As with Carolyn and Rebecca, I haven’t talked about Joshua being adopted — not that it was any big secret, given our having adopted our other children.  Nevertheless, I did this for the same old reasons: for the past seven months, we’ve been borrowing him from his legal guardians, the adoption agency.  The usual monthly checkups from our social worker still occurred, and there was still the theoretical possibility of Joshua’s placement being revoked for any reason whatsoever.  Or even for no reason at all.  I had no way to know if a blog post might somehow make things more difficult, so I left it alone.

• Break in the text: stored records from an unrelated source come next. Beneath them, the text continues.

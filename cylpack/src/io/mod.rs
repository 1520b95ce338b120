pub mod export;
pub mod ext_repr;
pub mod import;
pub mod svg;
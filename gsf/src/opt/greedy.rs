use cylpack::entities::Instance;
use cylpack::eval::{Evaluator, PLACEMENT_PENALTY, Strictness};
use cylpack::eval::{place, repair};
use log::info;

use crate::config::GSFConfig;
use crate::opt::{SearchResult, descending_weight_order};

/// Deterministic baseline: place the cylinders once in descending-weight
/// order, repair the balance once and score the result with the balance-only
/// evaluator. No iteration, no randomness.
pub fn solve(instance: &Instance, config: &GSFConfig) -> SearchResult {
    let order = descending_weight_order(&instance.cylinders);

    let mut evaluator = Evaluator::new(instance, Strictness::BalanceOnly);
    evaluator.check_max_weight = config.check_max_weight;

    let fitness = match place(&order, &instance.cylinders, &instance.container) {
        None => PLACEMENT_PENALTY,
        Some(mut layout) => {
            repair(&mut layout);
            evaluator.eval_layout(&layout)
        }
    };

    info!("[GREEDY] '{}': fitness {fitness}", instance.name);

    SearchResult {
        best_order: Some(order),
        best_fitness: fitness,
    }
}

All this was always a basically theoretical possibility — there was no real fear of it actually happening — but now, even the theory is undone.  Joshua is now legally our son and the girls’ brother just as completely as he has long been both in our hearts.  He is now ours — but even more than that, and far more importantly, we are now his.

Over a celebratory lunch, Kat held our sleeping son in her arms and I cradled his head with my hand as we whispered our love for him, for our girls, and for each other.


Welcome

Published 13 years, 9 months past

Kat and I are now triply parents.  Earlier today we welcomed Joshua David Meyer into our home and our hearts.

We’ve had this name ready ever since we started out to build a family almost a decade ago.  We chose Joshua to honor Kat’s late aunt Judy, an incredibly strong and brave woman who faced adversity with a smile.  The middle name, David, honors Kat’s grandmother Dot and is also the name of one of my best and oldest friends.

Carolyn and Rebecca are both incredibly excited to have a baby brother and are helping take care of him (and us) as much as they can.  I’ll obviously be a bit distracted during the settling-in phase of having a newborn in the house, but with any luck I’ll manage to get a few things out the door during naps.